There never was a question about compliance, but Mr. Trump hates the deal that the U.S. and European leaders had reached with Iran, both on the argument that Iran does other non-nuclear things that the U.S. (and Israel) opposes, but because there was no particular American business uptick built in. It was the second, and perhaps last, time that the U.S. signed the compliance order.

For its part, Iranian leadership accused the U.S. of backtracking on its end of the agreement, and made growling noises about perhaps junking the whole agreement to restart its nuclear ambitions. From all that I have read, a frustrated Mr. Trump has tasked his security team with coming up with a tougher approach with Iran by the next 90-day compliance deadline.

The President still has not quite grasped that “negotiation” with someone holding nuclear weapons might be a bit more complicated than just following blindly instructions from a belligerent White House. Frankly, it makes me wonder what the White House will want to achieve in North Korea at the same time; at the very least, the Obama deal with Iran took a rogue nuclear program off the table without a shot being fired. Somehow that feels as if it is worth more than a faceslap for his predecessor by a president who has yet to achieve a similar outcome with North Korea.

By law, the administration is required to notify Congress every 90 days whether Iran is living up to the deal, which curtailed nuclear development in exchange for the lifting of many international sanctions. Since that agreement, Iranian oil, like oil worldwide, is worth a lot less, and the actual economic benefits to Iran have been modest.

All this played out with the President and Bannon on one side of White House debate and Secretary of State Rex W. Tillerson, Defense Secretary Jim Mattis, Lt. Gen. H. R. McMaster, the national security adviser, and Gen. Joseph F. Dunford Jr., the chairman of the Joint Chiefs of Staff, on the other.

Of course, the U.S. still penalize Iran for behavior such as its development of ballistic missiles or support for terrorism, but it cannot simply reapply the same sanctions that were lifted under a different guise. Iran has the right to appeal to a joint committee and make the argument that the United States is in violation. European officials have long argued that the agreement was intended only to restrict Iran’s nuclear program, not the other issues, and have expressed little interest in revisiting the agreements.

Indeed, the President warned Iran over the last few days that it must release three U.S. residents who have been detained there or face grave consequences.

Still, President Trump has not ripped up the agreement, despite conservative arguments that the nuclear agreement “remains palpably harmful to American national interests,” per John Bolton, former U.N. ambassador.

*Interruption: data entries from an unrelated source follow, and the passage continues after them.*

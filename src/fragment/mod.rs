//! # Fragment Generation
//!
//! Fragments are transient: they are produced per peptide during the index
//! build, their masses are inserted as `(mass, peptide id)` pairs and the
//! fragment objects are discarded.
//!
//! All fragment masses are singly protonated:
//!
//! - b ions cover residues `0..i` for `i` in `1..n`
//! - y ions cover residues `i..n` for `i` in `1..n` and carry a water
//! - the precursor ion covers the whole peptide plus water
//!
//! For every configured [`Crosslinker`] each primary fragment containing a
//! linkable residue additionally yields a crosslinker-modified fragment
//! (primary mass plus the crosslinked mass).

mod error;

#[cfg(test)]
mod tests;

use std::fmt;
use std::str::FromStr;

use serde::{Deserialize, Serialize};

use crate::chemistry::{PROTON_MASS, WATER_MASS};
use crate::crosslinker::Crosslinker;
use crate::peptide::Peptide;

pub use error::FragmentError;

/// The ion type a fragment was produced as
#[derive(Debug, Clone, Copy, PartialEq, Eq, Hash, Serialize, Deserialize)]
#[serde(rename_all = "lowercase")]
pub enum FragmentKind {
    /// N-terminal fragment
    B,
    /// C-terminal fragment
    Y,
    /// The whole peptide
    Precursor,
    /// A primary fragment carrying the crosslinker
    CrosslinkerModified,
}

impl fmt::Display for FragmentKind {
    fn fmt(&self, f: &mut fmt::Formatter<'_>) -> fmt::Result {
        let name = match self {
            FragmentKind::B => "b",
            FragmentKind::Y => "y",
            FragmentKind::Precursor => "precursor",
            FragmentKind::CrosslinkerModified => "crosslinker-modified",
        };
        f.write_str(name)
    }
}

/// Ion types that can be selected for fragmentation
#[derive(Debug, Clone, Copy, PartialEq, Eq, Hash, Serialize, Deserialize)]
#[serde(rename_all = "lowercase")]
pub enum IonType {
    /// b ions
    B,
    /// y ions
    Y,
    /// precursor ion
    Precursor,
}

impl IonType {
    /// All supported ion types
    pub const ALL: [IonType; 3] = [IonType::B, IonType::Y, IonType::Precursor];
}

impl FromStr for IonType {
    type Err = String;

    fn from_str(s: &str) -> Result<Self, Self::Err> {
        match s.trim().to_ascii_lowercase().as_str() {
            "b" => Ok(IonType::B),
            "y" => Ok(IonType::Y),
            "precursor" | "p" => Ok(IonType::Precursor),
            other => Err(other.to_string()),
        }
    }
}

/// A single theoretical fragment ion.
#[derive(Debug, Clone, Copy, PartialEq)]
pub struct Fragment {
    /// Singly protonated mass
    pub mass: f64,
    /// Ion type
    pub kind: FragmentKind,
    /// Index of the first residue covered
    pub start: usize,
    /// Number of residues covered
    pub length: usize,
}

impl Fragment {
    /// Index one past the last residue covered
    pub fn end(&self) -> usize {
        self.start + self.length
    }
}

/// Produces the fragments inserted into the index for a peptide.
///
/// Implementations are shared between build workers.
pub trait FragmentProducer: Send + Sync {
    /// All fragments of `peptide`
    fn fragments(&self, peptide: &Peptide) -> Result<Vec<Fragment>, FragmentError>;
}

/// The default producer: b, y and precursor ions plus crosslinker-modified
/// variants.
#[derive(Debug, Clone)]
pub struct PrimaryFragments {
    ion_types: Vec<IonType>,
    crosslinkers: Vec<Crosslinker>,
}

impl Default for PrimaryFragments {
    fn default() -> Self {
        Self::new(IonType::ALL, Vec::new())
    }
}

impl PrimaryFragments {
    /// Create a producer for the given ion types and crosslinkers
    pub fn new(ion_types: impl IntoIterator<Item = IonType>, crosslinkers: Vec<Crosslinker>) -> Self {
        let mut unique = Vec::new();
        for ion in ion_types {
            if !unique.contains(&ion) {
                unique.push(ion);
            }
        }
        let ion_types = unique;
        Self {
            ion_types,
            crosslinkers,
        }
    }

    /// Configured ion types
    pub fn ion_types(&self) -> &[IonType] {
        &self.ion_types
    }

    /// Configured crosslinkers
    pub fn crosslinkers(&self) -> &[Crosslinker] {
        &self.crosslinkers
    }

    fn wants(&self, ion: IonType) -> bool {
        self.ion_types.contains(&ion)
    }

    fn primary(&self, peptide: &Peptide) -> Vec<Fragment> {
        let residues = peptide.residues();
        let n = residues.len();
        let mut out = Vec::with_capacity(2 * n + 1);

        if self.wants(IonType::B) {
            let mut mass = PROTON_MASS;
            for (i, residue) in residues.iter().enumerate().take(n.saturating_sub(1)) {
                mass += residue.mass;
                out.push(Fragment {
                    mass,
                    kind: FragmentKind::B,
                    start: 0,
                    length: i + 1,
                });
            }
        }

        if self.wants(IonType::Y) {
            let mut mass = PROTON_MASS + WATER_MASS;
            for i in (1..n).rev() {
                mass += residues[i].mass;
                out.push(Fragment {
                    mass,
                    kind: FragmentKind::Y,
                    start: i,
                    length: n - i,
                });
            }
        }

        if self.wants(IonType::Precursor) {
            out.push(Fragment {
                mass: peptide.mass() + PROTON_MASS,
                kind: FragmentKind::Precursor,
                start: 0,
                length: n,
            });
        }

        out
    }
}

impl FragmentProducer for PrimaryFragments {
    fn fragments(&self, peptide: &Peptide) -> Result<Vec<Fragment>, FragmentError> {
        if peptide.is_empty() {
            return Err(FragmentError::EmptyPeptide(peptide.id()));
        }

        let mut fragments = self.primary(peptide);
        let primary_count = fragments.len();
        let residues = peptide.residues();

        for crosslinker in &self.crosslinkers {
            for i in 0..primary_count {
                let f = fragments[i];
                if crosslinker.links_any(&residues[f.start..f.end()]) {
                    fragments.push(Fragment {
                        mass: f.mass + crosslinker.crosslinked_mass(),
                        kind: FragmentKind::CrosslinkerModified,
                        ..f
                    });
                }
            }
        }

        if let Some(bad) = fragments.iter().find(|f| !f.mass.is_finite()) {
            return Err(FragmentError::NonFiniteMass {
                peptide: peptide.id(),
                kind: bad.kind,
            });
        }

        Ok(fragments)
    }
}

Meanwhile, Iran has sent troops to fight ISIS, which might be considered a complication here.

Tehran’s clerical government argues that Mr. Trump has already violated the nuclear agreement by pressuring businesses not to engage with Iran even though the nuclear sanctions have been lifted.

Were the White House to opt not to certify would trigger a 60-day period in which Congress could vote to re-impose the secondary sanctions lifted as a condition of the deal, or to strike it down altogether. Of course, with European leaders opposing withdrawal, no one is prepared for the result. The White House lacks an overall Iran policy, as it lacks overall, publicly understood policies in the Middle East altogether, Syria, North Korea or other areas of conflict. All foreign policy is being seen as transactional, flexible and somehow tied to American business interests.

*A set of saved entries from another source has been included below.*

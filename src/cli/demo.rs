use anyhow::{Context, Result};
use log::info;

use xlfrag::chemistry::{ResidueTable, PROTON_MASS, WATER_MASS};
use xlfrag::config::SearchConfig;
use xlfrag::crosslinker::Crosslinker;
use xlfrag::index::IndexBuilder;
use xlfrag::peptide::{Peptide, PeptideTable};
use xlfrag::scoring::CandidateRanker;
use xlfrag::spectrum::Spectrum;
use xlfrag::status::LogStatus;
use xlfrag::tolerance::Tolerance;

const DEMO_PEPTIDES: [&str; 2] = ["KKKKKKKK", "KKKYYKKK"];

/// Index two peptides, probe a few fragment masses and rank a spectrum
pub fn run() -> Result<()> {
    info!("xlfrag demo");
    info!("===========");

    let residues = ResidueTable::standard();
    let peptides = PeptideTable::from_peptides(
        DEMO_PEPTIDES
            .iter()
            .map(|s| Peptide::parse(s, &residues))
            .collect::<Result<Vec<_>, _>>()
            .context("Failed to parse demo peptides")?,
    );

    let config = SearchConfig::new(Tolerance::ppm(20.0))
        .with_precursor_tolerance(Tolerance::ppm(10.0))
        .with_crosslinker(Crosslinker::new("BS3", 138.06808, ['K']))
        .with_parallelism(1, None);

    let (index, report) = IndexBuilder::new(&config)
        .with_status(&LogStatus)
        .build(&peptides)
        .context("Failed to build demo index")?;
    println!("{}", report);
    println!("{}", index.stats());
    println!();

    let k = residue_mass(&residues, "K")?;
    let y = residue_mass(&residues, "Y")?;
    let probes = [
        ("b1 of both peptides", k + PROTON_MASS),
        ("b4 of KKKYYKKK", 3.0 * k + y + PROTON_MASS),
        ("b4 of KKKKKKKK, shifted", 4.0 * k + PROTON_MASS + 0.5),
    ];
    for (label, mass) in probes {
        let hits: Vec<String> = index
            .peptides_in_range(mass, mass, f64::MAX, &peptides)
            .iter()
            .map(|p| p.to_string())
            .collect();
        println!("{:>28} {:>12.5} -> [{}]", label, mass, hits.join(", "));
    }
    println!();

    let spectrum = Spectrum::builder("demo")
        .precursor_mass(peptides.iter().map(|p| p.mass()).sum::<f64>() + 138.06808)
        .add_peak(3.0 * k + y + PROTON_MASS, 100.0)
        .add_peak(2.0 * k + WATER_MASS + PROTON_MASS, 50.0)
        .build();
    let ranker = CandidateRanker::new(&index, &peptides, &config);
    let ranked = ranker.rank_alpha_candidates(&ranker.alpha_candidates_for_precursor(&spectrum), None);
    for candidate in &ranked {
        println!("rank {} {:>10} score {:.3e}", candidate.rank, candidate.peptide.to_string(), candidate.score);
    }
    for pair in ranker.candidate_pairs(&ranked, &spectrum) {
        println!("pair {} x {} via {}", pair.alpha, pair.beta, pair.crosslinker);
    }
    Ok(())
}

fn residue_mass(residues: &ResidueTable, symbol: &str) -> Result<f64> {
    residues
        .get(symbol)
        .map(|r| r.mass)
        .with_context(|| format!("Residue {} missing from the standard table", symbol))
}
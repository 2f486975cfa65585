//! Pick record captured whenever a color is copied.

use chrono::{DateTime, Utc};
use serde::{Deserialize, Serialize};

use super::PaletteVersion;

/// A single color pick.
///
/// Field names match the stored history format (`version`, `name`, `shade`,
/// `value`). The timestamp is optional so older history files still load.
#[derive(Debug, Clone, PartialEq, Eq, Serialize, Deserialize)]
pub struct PickRecord {
    /// Palette version the color was picked from
    pub version: PaletteVersion,
    /// Color family name (e.g. "blue")
    pub name: String,
    /// Shade label within the family (e.g. "500")
    pub shade: String,
    /// Hex value at the time of the pick (e.g. "#3b82f6")
    pub value: String,
    /// When the pick happened
    #[serde(default, skip_serializing_if = "Option::is_none")]
    pub picked_at: Option<DateTime<Utc>>,
}

impl PickRecord {
    /// Creates a pick record stamped with the current time.
    pub fn new(
        version: PaletteVersion,
        name: impl Into<String>,
        shade: impl Into<String>,
        value: impl Into<String>,
    ) -> Self {
        Self {
            version,
            name: name.into(),
            shade: shade.into(),
            value: value.into(),
            picked_at: Some(Utc::now()),
        }
    }

    /// The Tailwind utility-style name, e.g. "blue-500".
    #[must_use]
    pub fn tailwind_name(&self) -> String {
        format!("{}-{}", self.name, self.shade)
    }
}
//! Clipboard sinks for copied color values.
//!
//! Copying is fire-and-forget from the picker's point of view: a failing
//! clipboard is reported back but never undoes a pick.

use anyhow::{Context, Result};

/// Destination for copied text.
pub trait ClipboardSink {
    /// Replaces the clipboard contents with `text`.
    fn set_text(&mut self, text: &str) -> Result<()>;
}

impl<T: ClipboardSink + ?Sized> ClipboardSink for Box<T> {
    fn set_text(&mut self, text: &str) -> Result<()> {
        (**self).set_text(text)
    }
}

/// The operating system clipboard, via `arboard`.
///
/// The handle is opened lazily on first copy so commands that never copy
/// don't need a display server.
#[derive(Default)]
pub struct SystemClipboard {
    inner: Option<arboard::Clipboard>,
}

impl SystemClipboard {
    /// Creates a clipboard sink; no connection is made yet.
    #[must_use]
    pub fn new() -> Self {
        Self::default()
    }
}

impl ClipboardSink for SystemClipboard {
    fn set_text(&mut self, text: &str) -> Result<()> {
        let clipboard = match self.inner.take() {
            Some(clipboard) => clipboard,
            None => arboard::Clipboard::new().context("Failed to open clipboard")?,
        };
        let clipboard = self.inner.insert(clipboard);

        clipboard
            .set_text(text.to_string())
            .context("Failed to copy to clipboard")
    }
}

/// In-memory clipboard (used for `--no-copy` and in tests).
#[derive(Debug, Clone, Default)]
pub struct MemoryClipboard {
    contents: Option<String>,
}

impl MemoryClipboard {
    /// Create a new empty clipboard.
    #[must_use]
    pub const fn new() -> Self {
        Self { contents: None }
    }

    /// The last copied text, if any.
    #[must_use]
    pub fn contents(&self) -> Option<&str> {
        self.contents.as_deref()
    }
}

impl ClipboardSink for MemoryClipboard {
    fn set_text(&mut self, text: &str) -> Result<()> {
        self.contents = Some(text.to_string());
        Ok(())
    }
}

As things stand, the Iranians, must continue to allow international inspections of their nuclear sites and limit their stockpile of low-enriched uranium over the lifespan of the deal, which expires in the next 8 to 13 years. Iran has already received much of the money that was frozen in foreign banks under the crippling sanctions that brought its representatives to the negotiations. So pulling out of the deal now would leave Iran cash rich and under no obligation to cap its nuclear stockpiles or allow international inspections.

The Treasury Department is still reviewing a proposed sale of civilian airliners from Boeing to Iran’s largest airline. That deal is under scrutiny because Iran uses its civilian air fleet to send supplies, personnel and weapons to the war in Syria.

It is a good case study that slogans like America First are insufficient to set U.S. international policy.